START RECORDS FOR THIS EXERCISE
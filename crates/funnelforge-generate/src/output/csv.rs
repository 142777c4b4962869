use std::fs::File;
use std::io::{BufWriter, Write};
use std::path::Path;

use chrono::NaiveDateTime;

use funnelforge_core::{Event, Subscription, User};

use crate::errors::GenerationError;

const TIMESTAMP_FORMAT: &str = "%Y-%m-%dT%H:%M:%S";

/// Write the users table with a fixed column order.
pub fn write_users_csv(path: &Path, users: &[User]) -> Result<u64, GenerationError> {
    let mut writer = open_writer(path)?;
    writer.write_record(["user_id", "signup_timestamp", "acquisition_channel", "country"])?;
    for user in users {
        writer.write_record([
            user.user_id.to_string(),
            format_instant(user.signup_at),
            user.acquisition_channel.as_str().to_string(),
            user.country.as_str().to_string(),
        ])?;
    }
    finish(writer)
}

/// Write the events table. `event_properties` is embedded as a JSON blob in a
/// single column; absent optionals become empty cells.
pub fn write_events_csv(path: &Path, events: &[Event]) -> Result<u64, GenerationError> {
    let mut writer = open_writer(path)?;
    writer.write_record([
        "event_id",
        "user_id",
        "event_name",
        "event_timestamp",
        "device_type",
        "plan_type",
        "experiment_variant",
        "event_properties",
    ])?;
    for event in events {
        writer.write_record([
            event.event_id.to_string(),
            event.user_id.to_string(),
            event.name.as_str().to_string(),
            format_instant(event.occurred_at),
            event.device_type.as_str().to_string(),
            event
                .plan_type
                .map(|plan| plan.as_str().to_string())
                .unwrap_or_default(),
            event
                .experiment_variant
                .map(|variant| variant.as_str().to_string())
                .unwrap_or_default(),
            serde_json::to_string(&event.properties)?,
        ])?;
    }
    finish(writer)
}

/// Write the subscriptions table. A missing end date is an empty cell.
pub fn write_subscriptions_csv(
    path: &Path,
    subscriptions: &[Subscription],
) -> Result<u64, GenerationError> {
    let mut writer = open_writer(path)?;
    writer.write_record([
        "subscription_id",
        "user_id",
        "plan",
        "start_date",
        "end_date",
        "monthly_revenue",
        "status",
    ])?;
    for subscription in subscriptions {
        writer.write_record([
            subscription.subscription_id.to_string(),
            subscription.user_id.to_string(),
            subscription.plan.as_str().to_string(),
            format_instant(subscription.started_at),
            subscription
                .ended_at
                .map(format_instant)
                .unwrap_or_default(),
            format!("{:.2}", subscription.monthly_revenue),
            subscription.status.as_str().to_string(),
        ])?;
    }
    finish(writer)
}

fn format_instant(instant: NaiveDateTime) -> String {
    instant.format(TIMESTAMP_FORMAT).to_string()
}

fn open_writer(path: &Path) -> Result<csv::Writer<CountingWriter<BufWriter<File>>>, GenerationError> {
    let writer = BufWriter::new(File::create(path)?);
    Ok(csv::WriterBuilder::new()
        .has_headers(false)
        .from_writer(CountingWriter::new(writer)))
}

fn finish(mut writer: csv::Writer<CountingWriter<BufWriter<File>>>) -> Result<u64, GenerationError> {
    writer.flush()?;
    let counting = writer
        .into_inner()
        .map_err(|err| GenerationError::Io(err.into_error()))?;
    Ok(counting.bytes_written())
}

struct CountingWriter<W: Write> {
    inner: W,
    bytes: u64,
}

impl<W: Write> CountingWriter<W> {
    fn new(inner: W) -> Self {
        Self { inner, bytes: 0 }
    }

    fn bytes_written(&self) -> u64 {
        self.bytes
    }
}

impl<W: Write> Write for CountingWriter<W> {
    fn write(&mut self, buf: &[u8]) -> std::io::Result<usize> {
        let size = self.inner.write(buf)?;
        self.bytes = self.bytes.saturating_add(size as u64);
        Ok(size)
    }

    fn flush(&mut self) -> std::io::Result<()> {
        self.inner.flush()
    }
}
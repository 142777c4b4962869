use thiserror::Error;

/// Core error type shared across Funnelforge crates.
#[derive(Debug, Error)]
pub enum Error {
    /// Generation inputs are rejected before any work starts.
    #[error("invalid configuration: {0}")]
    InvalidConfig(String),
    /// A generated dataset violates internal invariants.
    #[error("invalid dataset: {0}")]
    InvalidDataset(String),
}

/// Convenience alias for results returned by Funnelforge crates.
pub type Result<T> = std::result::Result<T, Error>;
END RECORDS FOR THIS EXERCISE
START RECORDS FOR THIS EXERCISE
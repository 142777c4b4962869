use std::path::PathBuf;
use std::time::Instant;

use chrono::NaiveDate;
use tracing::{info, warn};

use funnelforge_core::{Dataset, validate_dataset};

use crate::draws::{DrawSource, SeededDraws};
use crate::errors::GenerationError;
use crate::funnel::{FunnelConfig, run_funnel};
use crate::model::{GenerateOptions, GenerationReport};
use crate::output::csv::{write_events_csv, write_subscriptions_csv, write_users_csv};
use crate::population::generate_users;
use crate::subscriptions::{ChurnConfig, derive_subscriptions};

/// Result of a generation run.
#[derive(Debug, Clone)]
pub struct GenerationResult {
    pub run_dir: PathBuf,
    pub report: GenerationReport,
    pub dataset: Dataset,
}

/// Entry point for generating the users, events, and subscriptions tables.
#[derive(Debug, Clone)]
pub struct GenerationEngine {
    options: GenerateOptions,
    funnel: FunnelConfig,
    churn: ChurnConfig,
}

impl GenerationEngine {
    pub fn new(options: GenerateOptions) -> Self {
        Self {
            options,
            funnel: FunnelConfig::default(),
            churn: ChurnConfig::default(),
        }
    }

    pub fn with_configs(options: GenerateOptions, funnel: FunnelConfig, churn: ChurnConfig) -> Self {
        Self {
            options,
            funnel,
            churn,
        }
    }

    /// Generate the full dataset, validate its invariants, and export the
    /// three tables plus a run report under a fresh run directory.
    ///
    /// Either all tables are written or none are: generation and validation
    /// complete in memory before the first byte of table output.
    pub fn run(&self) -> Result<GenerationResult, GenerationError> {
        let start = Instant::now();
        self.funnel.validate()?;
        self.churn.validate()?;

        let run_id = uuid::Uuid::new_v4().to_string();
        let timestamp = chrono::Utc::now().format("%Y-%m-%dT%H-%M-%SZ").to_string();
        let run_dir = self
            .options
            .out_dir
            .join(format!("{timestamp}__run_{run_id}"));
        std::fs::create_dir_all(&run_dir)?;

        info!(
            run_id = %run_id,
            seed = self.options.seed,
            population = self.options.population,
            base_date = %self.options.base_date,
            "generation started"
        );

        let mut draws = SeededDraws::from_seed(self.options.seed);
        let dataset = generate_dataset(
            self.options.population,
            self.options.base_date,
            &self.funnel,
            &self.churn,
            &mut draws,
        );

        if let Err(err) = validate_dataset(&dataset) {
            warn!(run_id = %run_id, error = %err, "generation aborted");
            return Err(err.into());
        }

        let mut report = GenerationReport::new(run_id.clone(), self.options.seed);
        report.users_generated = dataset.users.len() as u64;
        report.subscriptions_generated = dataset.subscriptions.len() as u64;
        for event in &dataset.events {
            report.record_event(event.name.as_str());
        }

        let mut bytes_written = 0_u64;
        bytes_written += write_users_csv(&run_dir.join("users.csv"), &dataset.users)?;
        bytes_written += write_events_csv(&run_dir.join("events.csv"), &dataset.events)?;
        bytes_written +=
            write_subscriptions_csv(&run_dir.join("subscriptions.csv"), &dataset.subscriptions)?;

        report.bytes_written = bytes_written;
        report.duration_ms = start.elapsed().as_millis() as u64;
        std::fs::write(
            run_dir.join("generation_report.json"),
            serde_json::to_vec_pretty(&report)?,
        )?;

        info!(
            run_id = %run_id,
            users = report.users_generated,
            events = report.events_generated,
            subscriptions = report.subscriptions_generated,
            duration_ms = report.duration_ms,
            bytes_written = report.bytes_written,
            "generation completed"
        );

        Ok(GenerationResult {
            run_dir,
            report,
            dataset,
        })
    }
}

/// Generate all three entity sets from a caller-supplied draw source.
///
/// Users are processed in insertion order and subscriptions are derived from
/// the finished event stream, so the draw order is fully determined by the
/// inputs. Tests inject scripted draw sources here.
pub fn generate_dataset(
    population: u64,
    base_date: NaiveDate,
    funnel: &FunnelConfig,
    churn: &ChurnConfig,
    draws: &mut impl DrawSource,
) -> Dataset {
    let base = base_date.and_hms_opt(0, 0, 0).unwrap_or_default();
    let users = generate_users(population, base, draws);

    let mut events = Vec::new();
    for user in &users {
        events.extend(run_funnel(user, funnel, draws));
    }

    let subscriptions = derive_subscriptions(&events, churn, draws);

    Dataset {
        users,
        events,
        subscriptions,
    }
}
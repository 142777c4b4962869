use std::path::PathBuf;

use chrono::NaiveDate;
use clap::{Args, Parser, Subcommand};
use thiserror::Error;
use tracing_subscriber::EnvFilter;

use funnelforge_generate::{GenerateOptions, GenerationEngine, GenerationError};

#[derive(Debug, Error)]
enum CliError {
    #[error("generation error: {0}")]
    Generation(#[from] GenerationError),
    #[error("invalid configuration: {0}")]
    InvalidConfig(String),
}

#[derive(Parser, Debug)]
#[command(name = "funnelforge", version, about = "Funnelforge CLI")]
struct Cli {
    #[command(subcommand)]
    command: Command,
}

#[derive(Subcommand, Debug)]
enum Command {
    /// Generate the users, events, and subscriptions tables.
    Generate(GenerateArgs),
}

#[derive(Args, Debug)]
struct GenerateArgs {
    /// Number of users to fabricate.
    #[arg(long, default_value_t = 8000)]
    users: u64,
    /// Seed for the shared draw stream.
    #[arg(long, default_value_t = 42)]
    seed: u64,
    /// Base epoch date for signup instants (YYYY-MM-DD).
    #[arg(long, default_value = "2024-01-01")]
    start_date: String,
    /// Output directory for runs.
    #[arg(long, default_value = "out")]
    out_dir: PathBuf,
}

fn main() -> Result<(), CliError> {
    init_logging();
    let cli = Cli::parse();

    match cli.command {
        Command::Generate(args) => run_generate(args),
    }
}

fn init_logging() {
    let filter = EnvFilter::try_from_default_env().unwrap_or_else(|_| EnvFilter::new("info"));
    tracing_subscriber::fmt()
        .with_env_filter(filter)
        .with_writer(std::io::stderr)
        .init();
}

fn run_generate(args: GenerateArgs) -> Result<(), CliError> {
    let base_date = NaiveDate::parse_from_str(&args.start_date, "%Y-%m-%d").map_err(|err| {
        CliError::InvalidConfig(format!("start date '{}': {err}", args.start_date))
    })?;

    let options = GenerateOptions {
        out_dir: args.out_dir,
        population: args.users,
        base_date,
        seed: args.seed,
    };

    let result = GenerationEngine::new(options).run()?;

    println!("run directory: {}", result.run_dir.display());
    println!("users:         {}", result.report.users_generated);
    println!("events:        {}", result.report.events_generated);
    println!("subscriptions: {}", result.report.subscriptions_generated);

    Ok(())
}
END RECORDS FOR THIS EXERCISE
START RECORDS FOR THIS EXERCISE
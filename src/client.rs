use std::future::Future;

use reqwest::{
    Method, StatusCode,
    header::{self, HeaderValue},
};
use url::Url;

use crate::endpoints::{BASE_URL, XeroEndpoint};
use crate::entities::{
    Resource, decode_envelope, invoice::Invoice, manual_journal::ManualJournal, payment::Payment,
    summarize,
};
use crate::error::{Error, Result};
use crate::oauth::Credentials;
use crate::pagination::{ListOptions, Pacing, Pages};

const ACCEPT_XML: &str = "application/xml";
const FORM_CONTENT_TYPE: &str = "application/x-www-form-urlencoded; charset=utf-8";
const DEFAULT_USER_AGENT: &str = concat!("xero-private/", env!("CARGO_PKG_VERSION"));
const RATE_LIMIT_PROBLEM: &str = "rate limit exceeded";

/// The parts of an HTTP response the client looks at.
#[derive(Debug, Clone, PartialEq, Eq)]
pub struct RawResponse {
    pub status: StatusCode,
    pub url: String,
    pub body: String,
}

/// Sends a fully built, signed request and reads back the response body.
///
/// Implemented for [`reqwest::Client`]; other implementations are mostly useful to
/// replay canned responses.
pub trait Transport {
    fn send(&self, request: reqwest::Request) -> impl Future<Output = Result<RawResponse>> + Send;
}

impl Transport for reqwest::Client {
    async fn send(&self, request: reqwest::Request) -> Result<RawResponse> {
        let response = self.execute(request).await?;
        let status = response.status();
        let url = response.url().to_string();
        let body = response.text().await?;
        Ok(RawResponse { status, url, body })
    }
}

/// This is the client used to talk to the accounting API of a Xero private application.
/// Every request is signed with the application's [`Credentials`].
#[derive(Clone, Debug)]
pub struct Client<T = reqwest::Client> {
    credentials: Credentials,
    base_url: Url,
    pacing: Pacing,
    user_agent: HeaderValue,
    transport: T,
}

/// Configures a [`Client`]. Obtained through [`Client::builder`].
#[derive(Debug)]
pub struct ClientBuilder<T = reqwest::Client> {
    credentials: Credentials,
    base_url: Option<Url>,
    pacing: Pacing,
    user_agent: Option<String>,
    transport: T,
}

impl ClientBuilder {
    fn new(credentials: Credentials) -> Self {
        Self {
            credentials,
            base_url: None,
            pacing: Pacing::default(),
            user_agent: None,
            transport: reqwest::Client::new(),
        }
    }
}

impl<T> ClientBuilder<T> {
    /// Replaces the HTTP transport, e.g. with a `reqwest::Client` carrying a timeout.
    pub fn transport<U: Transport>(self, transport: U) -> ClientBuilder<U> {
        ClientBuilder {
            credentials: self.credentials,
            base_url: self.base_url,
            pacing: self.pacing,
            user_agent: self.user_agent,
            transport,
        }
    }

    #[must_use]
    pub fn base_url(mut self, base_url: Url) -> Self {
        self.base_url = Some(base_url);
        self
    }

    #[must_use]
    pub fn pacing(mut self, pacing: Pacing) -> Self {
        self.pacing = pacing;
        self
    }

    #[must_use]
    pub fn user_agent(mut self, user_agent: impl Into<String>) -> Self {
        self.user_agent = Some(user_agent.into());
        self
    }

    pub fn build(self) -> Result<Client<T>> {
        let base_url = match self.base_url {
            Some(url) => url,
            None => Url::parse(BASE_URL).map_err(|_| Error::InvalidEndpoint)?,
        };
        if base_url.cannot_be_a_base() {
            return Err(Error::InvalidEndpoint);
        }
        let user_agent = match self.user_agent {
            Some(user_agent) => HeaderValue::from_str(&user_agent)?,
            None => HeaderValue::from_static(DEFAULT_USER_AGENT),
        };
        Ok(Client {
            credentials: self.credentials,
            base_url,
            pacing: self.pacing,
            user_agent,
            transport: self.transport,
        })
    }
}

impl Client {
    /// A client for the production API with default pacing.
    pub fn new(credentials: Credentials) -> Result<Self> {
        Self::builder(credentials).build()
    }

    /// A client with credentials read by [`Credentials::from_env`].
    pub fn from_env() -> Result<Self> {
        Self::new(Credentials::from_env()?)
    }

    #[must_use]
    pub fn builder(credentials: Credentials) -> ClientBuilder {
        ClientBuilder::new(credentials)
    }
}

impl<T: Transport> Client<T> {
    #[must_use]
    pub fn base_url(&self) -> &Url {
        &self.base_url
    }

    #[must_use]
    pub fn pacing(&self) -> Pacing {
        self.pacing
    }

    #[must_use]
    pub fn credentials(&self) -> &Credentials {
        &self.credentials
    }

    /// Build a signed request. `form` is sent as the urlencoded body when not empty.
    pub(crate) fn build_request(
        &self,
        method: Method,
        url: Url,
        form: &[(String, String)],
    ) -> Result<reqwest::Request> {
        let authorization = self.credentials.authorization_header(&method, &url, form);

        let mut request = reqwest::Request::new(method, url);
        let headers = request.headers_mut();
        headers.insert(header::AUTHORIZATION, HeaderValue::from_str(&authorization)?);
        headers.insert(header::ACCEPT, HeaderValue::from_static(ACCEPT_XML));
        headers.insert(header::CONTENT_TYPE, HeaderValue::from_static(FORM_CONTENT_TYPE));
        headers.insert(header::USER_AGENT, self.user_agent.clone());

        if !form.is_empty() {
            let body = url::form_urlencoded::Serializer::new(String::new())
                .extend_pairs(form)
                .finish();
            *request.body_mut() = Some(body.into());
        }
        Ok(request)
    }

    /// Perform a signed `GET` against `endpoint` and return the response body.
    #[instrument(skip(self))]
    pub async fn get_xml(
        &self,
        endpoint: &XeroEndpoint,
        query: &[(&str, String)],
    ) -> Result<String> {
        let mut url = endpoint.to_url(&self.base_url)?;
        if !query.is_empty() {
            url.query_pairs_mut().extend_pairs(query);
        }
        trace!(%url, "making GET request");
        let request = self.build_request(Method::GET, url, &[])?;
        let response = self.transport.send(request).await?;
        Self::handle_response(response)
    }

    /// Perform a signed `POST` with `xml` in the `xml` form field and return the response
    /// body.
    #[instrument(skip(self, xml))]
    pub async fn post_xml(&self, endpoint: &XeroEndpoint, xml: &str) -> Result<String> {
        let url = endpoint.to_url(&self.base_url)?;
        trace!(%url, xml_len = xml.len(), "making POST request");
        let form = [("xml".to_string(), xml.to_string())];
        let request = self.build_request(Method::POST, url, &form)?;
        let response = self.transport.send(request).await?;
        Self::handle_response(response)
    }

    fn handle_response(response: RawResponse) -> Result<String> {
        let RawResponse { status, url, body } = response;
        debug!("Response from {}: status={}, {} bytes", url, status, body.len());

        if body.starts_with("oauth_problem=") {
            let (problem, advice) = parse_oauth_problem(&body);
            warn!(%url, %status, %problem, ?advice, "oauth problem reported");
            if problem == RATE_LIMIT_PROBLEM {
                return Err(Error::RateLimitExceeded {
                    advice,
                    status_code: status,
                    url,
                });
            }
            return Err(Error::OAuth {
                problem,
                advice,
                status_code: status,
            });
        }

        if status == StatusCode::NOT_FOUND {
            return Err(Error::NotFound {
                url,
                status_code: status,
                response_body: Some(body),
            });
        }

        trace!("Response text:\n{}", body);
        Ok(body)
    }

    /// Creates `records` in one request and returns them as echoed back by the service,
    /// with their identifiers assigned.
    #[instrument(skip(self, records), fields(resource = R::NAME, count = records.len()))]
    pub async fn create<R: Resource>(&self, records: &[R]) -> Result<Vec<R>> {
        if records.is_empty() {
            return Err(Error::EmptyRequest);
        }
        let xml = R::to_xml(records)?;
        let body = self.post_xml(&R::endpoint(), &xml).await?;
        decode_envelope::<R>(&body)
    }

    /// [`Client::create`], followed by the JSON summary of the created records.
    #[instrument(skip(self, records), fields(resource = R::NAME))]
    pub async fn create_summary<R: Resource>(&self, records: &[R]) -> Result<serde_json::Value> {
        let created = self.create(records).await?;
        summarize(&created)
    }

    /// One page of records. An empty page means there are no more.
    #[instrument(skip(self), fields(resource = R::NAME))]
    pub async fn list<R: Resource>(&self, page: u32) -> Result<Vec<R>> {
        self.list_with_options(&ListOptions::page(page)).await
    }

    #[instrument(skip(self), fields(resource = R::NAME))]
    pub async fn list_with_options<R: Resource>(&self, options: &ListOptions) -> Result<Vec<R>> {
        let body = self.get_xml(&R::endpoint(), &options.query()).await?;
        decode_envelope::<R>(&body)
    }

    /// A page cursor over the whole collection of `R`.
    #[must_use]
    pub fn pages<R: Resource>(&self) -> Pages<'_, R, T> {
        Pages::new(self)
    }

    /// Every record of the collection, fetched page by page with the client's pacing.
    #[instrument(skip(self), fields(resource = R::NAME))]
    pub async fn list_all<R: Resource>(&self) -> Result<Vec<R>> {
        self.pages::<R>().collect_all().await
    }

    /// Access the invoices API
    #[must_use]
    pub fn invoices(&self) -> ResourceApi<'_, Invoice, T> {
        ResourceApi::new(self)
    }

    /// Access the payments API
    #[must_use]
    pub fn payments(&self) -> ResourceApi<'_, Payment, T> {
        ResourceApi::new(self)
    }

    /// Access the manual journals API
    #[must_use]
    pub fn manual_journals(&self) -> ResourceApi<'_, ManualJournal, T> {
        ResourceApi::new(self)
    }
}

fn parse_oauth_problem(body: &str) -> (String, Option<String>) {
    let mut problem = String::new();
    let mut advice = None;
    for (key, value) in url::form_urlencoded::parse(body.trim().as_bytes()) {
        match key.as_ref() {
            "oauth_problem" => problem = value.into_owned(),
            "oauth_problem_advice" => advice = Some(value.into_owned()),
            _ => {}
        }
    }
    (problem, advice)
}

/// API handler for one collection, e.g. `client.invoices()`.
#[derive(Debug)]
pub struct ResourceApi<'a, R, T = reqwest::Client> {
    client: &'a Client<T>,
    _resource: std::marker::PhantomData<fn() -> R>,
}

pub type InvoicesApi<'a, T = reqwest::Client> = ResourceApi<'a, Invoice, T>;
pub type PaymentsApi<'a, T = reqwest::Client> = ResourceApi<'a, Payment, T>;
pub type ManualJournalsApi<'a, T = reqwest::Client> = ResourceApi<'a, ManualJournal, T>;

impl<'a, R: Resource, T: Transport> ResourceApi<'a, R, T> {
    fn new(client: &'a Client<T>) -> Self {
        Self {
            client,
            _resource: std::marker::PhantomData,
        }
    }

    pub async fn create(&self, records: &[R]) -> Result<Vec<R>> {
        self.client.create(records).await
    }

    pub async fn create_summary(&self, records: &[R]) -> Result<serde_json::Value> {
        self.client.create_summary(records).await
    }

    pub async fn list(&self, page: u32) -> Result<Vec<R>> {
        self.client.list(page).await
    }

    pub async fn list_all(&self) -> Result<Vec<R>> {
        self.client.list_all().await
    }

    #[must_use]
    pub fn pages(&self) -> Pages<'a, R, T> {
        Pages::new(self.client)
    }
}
END RECORDS FOR THIS EXERCISE
• PROBLEM STATEMENT
In the data above, how many lines include the word "info"? Answer with the number only.

• RESULT
4